There are, to be sure, issues with the privilege tax. It is uneven from one city to another, and too many business operations are exempt.
But part of that unevenness relates to differing views of taxation. Critics of the tax would assess it as a flat rate -- and far lower than many businesses in some cities such as Durham now pay. But to many people, the notion that a mom-and-pop shoe repair shop should pay the same as a big-box retailer like Target is unfair. Target no doubt contributes more to the city’s economy – but so, too, does it put greater demands on local infrastructure. The privilege tax has not stopped the retailer from opening two big-box locations in Durham.
The largest issue at play here is the legislature’s efforts to steamroller traditional local authority. We saw it last session in the legislature’s inexcusable override of the city’s authority in ordering approval of the 751 South development. We’ve seen it in eviscerating annexation authority and billboard regulation. The legislature has wrested control of Charlotte’s airport from that city, and has gone after Asheville’s airport and water system.

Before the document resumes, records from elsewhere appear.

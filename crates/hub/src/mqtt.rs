//! Optional MQTT surface: command topics in, command results and run
//! records out.
//!
//! ```text
//! <prefix>/cmd/toggle-mode        ─┐
//! <prefix>/cmd/advance-stage       │
//! <prefix>/cmd/reset               ├─▶ CommandGateway ─▶ <prefix>/cmd/result
//! <prefix>/cmd/toggle/<target>    ─┘
//!                                      record writer  ─▶ <prefix>/tele/record
//! ```
//!
//! Payloads on command topics are ignored; the topic is the command.

use rumqttc::{AsyncClient, Event, EventLoop, MqttOptions, Packet, QoS};
use serde::Serialize;
use std::time::Duration;
use tokio::time::sleep;
use tracing::{debug, info, warn};

use crate::config::MqttConfig;
use crate::gateway::{Command, CommandGateway, CommandRejection};

// ---------------------------------------------------------------------------
// Topics
// ---------------------------------------------------------------------------

#[derive(Debug, Clone, PartialEq, Eq)]
pub struct Topics {
    pub commands: String,
    pub result: String,
    pub telemetry: String,
    prefix: String,
}

impl Topics {
    pub fn new(prefix: &str) -> Self {
        Self {
            commands: format!("{prefix}/cmd/#"),
            result: format!("{prefix}/cmd/result"),
            telemetry: format!("{prefix}/tele/record"),
            prefix: prefix.to_string(),
        }
    }

    /// Map a command topic to a command. `None` for topics that are not
    /// commands (including our own result topic).
    pub fn parse_command(&self, topic: &str) -> Option<Result<Command, CommandRejection>> {
        let action = topic.strip_prefix(&self.prefix)?.strip_prefix("/cmd/")?;
        match action {
            "toggle-mode" => Some(Ok(Command::ToggleMode)),
            "advance-stage" => Some(Ok(Command::AdvanceStage)),
            "reset" => Some(Ok(Command::ResetRun)),
            _ => {
                let target = action.strip_prefix("toggle/")?;
                if target.is_empty() || target.contains('/') {
                    return None;
                }
                Some(Command::toggle(target))
            }
        }
    }
}

// ---------------------------------------------------------------------------
// Result message
// ---------------------------------------------------------------------------

#[derive(Debug, Clone, Serialize)]
pub struct CommandResult {
    pub topic: String,
    pub ok: bool,
    #[serde(skip_serializing_if = "Option::is_none")]
    pub error: Option<String>,
    #[serde(skip_serializing_if = "Option::is_none")]
    pub summary: Option<String>,
}

/// Run the command behind `topic`, if there is one.
pub async fn handle_publish(
    gateway: &CommandGateway,
    topics: &Topics,
    topic: &str,
) -> Option<CommandResult> {
    let parsed = topics.parse_command(topic)?;
    let outcome = match parsed {
        Ok(cmd) => gateway.execute(cmd).await,
        Err(rejection) => Err(rejection),
    };

    Some(match outcome {
        Ok(status) => CommandResult {
            topic: topic.to_string(),
            ok: true,
            error: None,
            summary: Some(status.summary),
        },
        Err(rejection) => CommandResult {
            topic: topic.to_string(),
            ok: false,
            error: Some(rejection.to_string()),
            summary: None,
        },
    })
}

// ---------------------------------------------------------------------------
// Connection
// ---------------------------------------------------------------------------

pub fn connect(cfg: &MqttConfig) -> (AsyncClient, EventLoop) {
    let mut options = MqttOptions::new(&cfg.client_id, &cfg.host, cfg.port);
    options.set_keep_alive(Duration::from_secs(30));
    AsyncClient::new(options, 20)
}

/// Drive the connection forever. Subscriptions are (re)made on every
/// ConnAck so a broker restart does not silently drop commands.
pub async fn run(client: AsyncClient, mut eventloop: EventLoop, topics: Topics, gateway: CommandGateway) {
    loop {
        match eventloop.poll().await {
            Ok(Event::Incoming(Packet::Publish(p))) => {
                let Some(result) = handle_publish(&gateway, &topics, &p.topic).await else {
                    debug!(topic = %p.topic, "unhandled topic");
                    continue;
                };
                match serde_json::to_vec(&result) {
                    Ok(payload) => {
                        if let Err(e) = client
                            .publish(&topics.result, QoS::AtLeastOnce, false, payload)
                            .await
                        {
                            warn!("mqtt: result publish failed: {e}");
                        }
                    }
                    Err(e) => warn!("mqtt: result serialise failed: {e}"),
                }
            }
            Ok(Event::Incoming(Packet::ConnAck(_))) => {
                info!(topic = %topics.commands, "mqtt connected");
                if let Err(e) = client.subscribe(&topics.commands, QoS::AtLeastOnce).await {
                    warn!("mqtt: subscribe failed: {e}");
                }
                gateway
                    .shared()
                    .write()
                    .await
                    .record_system("mqtt connected".to_string());
            }
            Ok(Event::Incoming(Packet::Disconnect)) => {
                info!("mqtt disconnected");
                gateway
                    .shared()
                    .write()
                    .await
                    .record_system("mqtt disconnected".to_string());
            }
            Ok(_) => {}
            Err(e) => {
                // The barn keeps running on its own; only the remote surface is down.
                warn!("mqtt error: {e}. reconnecting...");
                sleep(Duration::from_secs(2)).await;
            }
        }
    }
}

// ===========================================================================
// Tests
// ===========================================================================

These moves are driven by a party that has long argued for keeping big government, whether in Raleigh, or in Washington at bay.
Anthony Foxx, now U.S. secretary of transportation, noted the irony in a BloombergBusinessWeek story last spring when he still was mayor of Charlotte.
“I think the legislature would be concerned if the feds started dictating to them,” he said. “Yet they’re doing to us what they claim they dislike.”
The business privilege tax would be a good place for that trend to stop.